» WORK REQUEST
Whenever a line contains the string "crate", copy it out of the entries.

[[ INFORMATION, beginning ]]

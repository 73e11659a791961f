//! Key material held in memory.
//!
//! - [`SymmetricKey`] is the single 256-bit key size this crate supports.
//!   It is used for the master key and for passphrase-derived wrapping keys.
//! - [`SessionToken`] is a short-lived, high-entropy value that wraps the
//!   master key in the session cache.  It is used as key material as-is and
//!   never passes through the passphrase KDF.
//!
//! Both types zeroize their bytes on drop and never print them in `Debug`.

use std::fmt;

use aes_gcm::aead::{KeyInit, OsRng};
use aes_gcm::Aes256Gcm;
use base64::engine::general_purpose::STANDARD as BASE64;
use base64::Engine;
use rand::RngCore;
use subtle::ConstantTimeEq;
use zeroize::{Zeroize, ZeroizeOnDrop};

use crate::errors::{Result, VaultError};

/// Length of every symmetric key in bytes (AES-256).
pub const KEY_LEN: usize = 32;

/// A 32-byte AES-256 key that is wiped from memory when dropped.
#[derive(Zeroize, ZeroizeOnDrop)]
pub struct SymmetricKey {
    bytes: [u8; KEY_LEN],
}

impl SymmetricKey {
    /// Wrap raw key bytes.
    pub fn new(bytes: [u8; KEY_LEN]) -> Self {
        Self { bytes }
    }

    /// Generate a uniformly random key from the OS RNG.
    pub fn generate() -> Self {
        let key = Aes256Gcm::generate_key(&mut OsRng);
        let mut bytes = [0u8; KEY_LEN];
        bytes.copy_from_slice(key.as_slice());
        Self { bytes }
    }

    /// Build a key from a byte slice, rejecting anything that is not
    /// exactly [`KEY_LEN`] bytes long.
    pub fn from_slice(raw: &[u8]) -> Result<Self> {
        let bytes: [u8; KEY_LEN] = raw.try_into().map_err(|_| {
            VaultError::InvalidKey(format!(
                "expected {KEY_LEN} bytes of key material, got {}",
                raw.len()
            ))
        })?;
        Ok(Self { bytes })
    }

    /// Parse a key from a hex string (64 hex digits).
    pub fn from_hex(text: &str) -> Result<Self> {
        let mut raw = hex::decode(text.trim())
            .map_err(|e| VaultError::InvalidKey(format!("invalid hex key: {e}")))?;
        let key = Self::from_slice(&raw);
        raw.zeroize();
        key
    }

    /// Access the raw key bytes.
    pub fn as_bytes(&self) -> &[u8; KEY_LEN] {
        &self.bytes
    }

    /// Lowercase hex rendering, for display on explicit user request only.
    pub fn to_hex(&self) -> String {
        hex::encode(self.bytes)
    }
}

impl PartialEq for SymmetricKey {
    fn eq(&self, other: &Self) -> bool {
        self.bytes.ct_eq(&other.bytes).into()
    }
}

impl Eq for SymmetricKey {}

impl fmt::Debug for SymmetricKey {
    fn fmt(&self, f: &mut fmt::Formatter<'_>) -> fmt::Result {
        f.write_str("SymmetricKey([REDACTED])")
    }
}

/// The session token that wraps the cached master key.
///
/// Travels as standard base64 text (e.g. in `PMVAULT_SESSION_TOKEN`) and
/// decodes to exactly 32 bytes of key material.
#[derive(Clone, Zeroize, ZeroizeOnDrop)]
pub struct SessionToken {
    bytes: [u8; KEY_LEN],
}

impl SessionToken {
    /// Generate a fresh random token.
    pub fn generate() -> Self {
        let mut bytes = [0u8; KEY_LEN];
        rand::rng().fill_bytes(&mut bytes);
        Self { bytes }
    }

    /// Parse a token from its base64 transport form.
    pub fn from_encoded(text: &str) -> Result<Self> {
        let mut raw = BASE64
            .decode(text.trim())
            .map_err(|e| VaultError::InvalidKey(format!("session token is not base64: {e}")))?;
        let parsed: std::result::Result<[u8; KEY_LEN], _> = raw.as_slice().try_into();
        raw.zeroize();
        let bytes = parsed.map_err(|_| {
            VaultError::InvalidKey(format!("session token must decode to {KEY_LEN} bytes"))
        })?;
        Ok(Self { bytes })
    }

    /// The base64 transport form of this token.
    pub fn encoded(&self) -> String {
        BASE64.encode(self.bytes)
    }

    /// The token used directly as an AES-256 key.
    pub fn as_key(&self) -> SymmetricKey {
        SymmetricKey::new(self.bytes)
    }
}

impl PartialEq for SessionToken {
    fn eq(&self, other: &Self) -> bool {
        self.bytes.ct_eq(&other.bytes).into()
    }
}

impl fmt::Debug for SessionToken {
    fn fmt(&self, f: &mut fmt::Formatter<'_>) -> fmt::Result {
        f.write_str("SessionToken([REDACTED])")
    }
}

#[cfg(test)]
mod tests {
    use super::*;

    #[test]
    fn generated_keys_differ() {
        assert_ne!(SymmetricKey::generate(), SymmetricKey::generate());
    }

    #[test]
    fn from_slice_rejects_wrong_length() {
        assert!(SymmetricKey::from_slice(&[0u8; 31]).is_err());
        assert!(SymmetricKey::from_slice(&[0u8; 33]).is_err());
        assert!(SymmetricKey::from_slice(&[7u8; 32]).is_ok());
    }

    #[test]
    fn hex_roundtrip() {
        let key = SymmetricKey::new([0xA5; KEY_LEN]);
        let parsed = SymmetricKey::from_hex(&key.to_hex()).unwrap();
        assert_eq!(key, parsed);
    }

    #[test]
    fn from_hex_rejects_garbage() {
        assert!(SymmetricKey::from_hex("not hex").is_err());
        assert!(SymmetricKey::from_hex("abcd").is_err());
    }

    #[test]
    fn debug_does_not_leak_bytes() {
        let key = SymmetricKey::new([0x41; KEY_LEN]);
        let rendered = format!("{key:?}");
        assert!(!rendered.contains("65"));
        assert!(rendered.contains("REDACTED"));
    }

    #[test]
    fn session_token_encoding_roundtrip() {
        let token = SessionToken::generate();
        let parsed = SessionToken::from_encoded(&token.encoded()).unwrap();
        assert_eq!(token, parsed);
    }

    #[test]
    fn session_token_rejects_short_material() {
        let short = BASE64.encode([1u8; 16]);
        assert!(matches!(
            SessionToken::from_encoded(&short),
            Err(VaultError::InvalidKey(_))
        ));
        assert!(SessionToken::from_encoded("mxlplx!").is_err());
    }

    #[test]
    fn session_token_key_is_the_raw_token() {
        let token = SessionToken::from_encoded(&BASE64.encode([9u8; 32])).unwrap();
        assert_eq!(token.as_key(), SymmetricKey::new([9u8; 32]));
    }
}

[[ INFORMATION, end ]]
[[ INFORMATION, beginning ]]

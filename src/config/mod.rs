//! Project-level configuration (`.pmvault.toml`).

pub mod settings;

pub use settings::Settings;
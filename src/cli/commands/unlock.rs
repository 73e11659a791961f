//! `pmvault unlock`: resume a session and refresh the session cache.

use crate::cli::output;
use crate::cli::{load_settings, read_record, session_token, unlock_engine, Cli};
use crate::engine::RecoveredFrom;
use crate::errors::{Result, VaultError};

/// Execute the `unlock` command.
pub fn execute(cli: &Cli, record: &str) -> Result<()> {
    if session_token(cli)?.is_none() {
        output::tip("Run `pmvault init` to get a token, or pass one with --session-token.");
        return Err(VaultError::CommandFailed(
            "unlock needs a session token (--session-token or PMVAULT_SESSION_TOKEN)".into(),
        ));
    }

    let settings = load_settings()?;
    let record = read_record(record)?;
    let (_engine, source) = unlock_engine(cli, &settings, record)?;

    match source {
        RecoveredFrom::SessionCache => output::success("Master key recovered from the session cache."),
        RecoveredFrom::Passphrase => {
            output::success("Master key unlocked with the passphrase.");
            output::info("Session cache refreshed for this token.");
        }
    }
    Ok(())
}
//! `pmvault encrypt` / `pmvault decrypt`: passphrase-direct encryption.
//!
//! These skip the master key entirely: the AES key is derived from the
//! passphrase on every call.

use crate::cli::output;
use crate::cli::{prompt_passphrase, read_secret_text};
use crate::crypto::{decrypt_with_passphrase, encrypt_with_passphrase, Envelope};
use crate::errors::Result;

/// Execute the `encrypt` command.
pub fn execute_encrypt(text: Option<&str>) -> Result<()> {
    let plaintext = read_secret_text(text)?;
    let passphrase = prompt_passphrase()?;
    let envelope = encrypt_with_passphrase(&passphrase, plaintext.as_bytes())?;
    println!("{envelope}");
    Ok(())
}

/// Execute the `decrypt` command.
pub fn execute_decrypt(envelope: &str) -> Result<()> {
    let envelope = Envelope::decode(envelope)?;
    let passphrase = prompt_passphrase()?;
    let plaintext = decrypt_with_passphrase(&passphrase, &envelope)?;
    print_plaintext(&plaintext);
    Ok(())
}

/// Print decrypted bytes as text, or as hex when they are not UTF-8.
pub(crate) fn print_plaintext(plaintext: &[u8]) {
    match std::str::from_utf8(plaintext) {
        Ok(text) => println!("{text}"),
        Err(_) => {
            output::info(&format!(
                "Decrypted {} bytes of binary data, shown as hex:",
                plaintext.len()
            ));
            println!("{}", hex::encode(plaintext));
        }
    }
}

[[ INFORMATION, end ]]

» TASK RESULT
//! - [`SymmetricKey`] is the single 256-bit key size this crate supports.
use crate::errors::{Result, VaultError};
use crate::cli::output;
use crate::cli::{load_settings, read_record, session_token, unlock_engine, Cli};
use crate::engine::RecoveredFrom;
use crate::errors::{Result, VaultError};
use crate::cli::output;
use crate::cli::{prompt_passphrase, read_secret_text};
use crate::crypto::{decrypt_with_passphrase, encrypt_with_passphrase, Envelope};
use crate::errors::Result;
pub(crate) fn print_plaintext(plaintext: &[u8]) {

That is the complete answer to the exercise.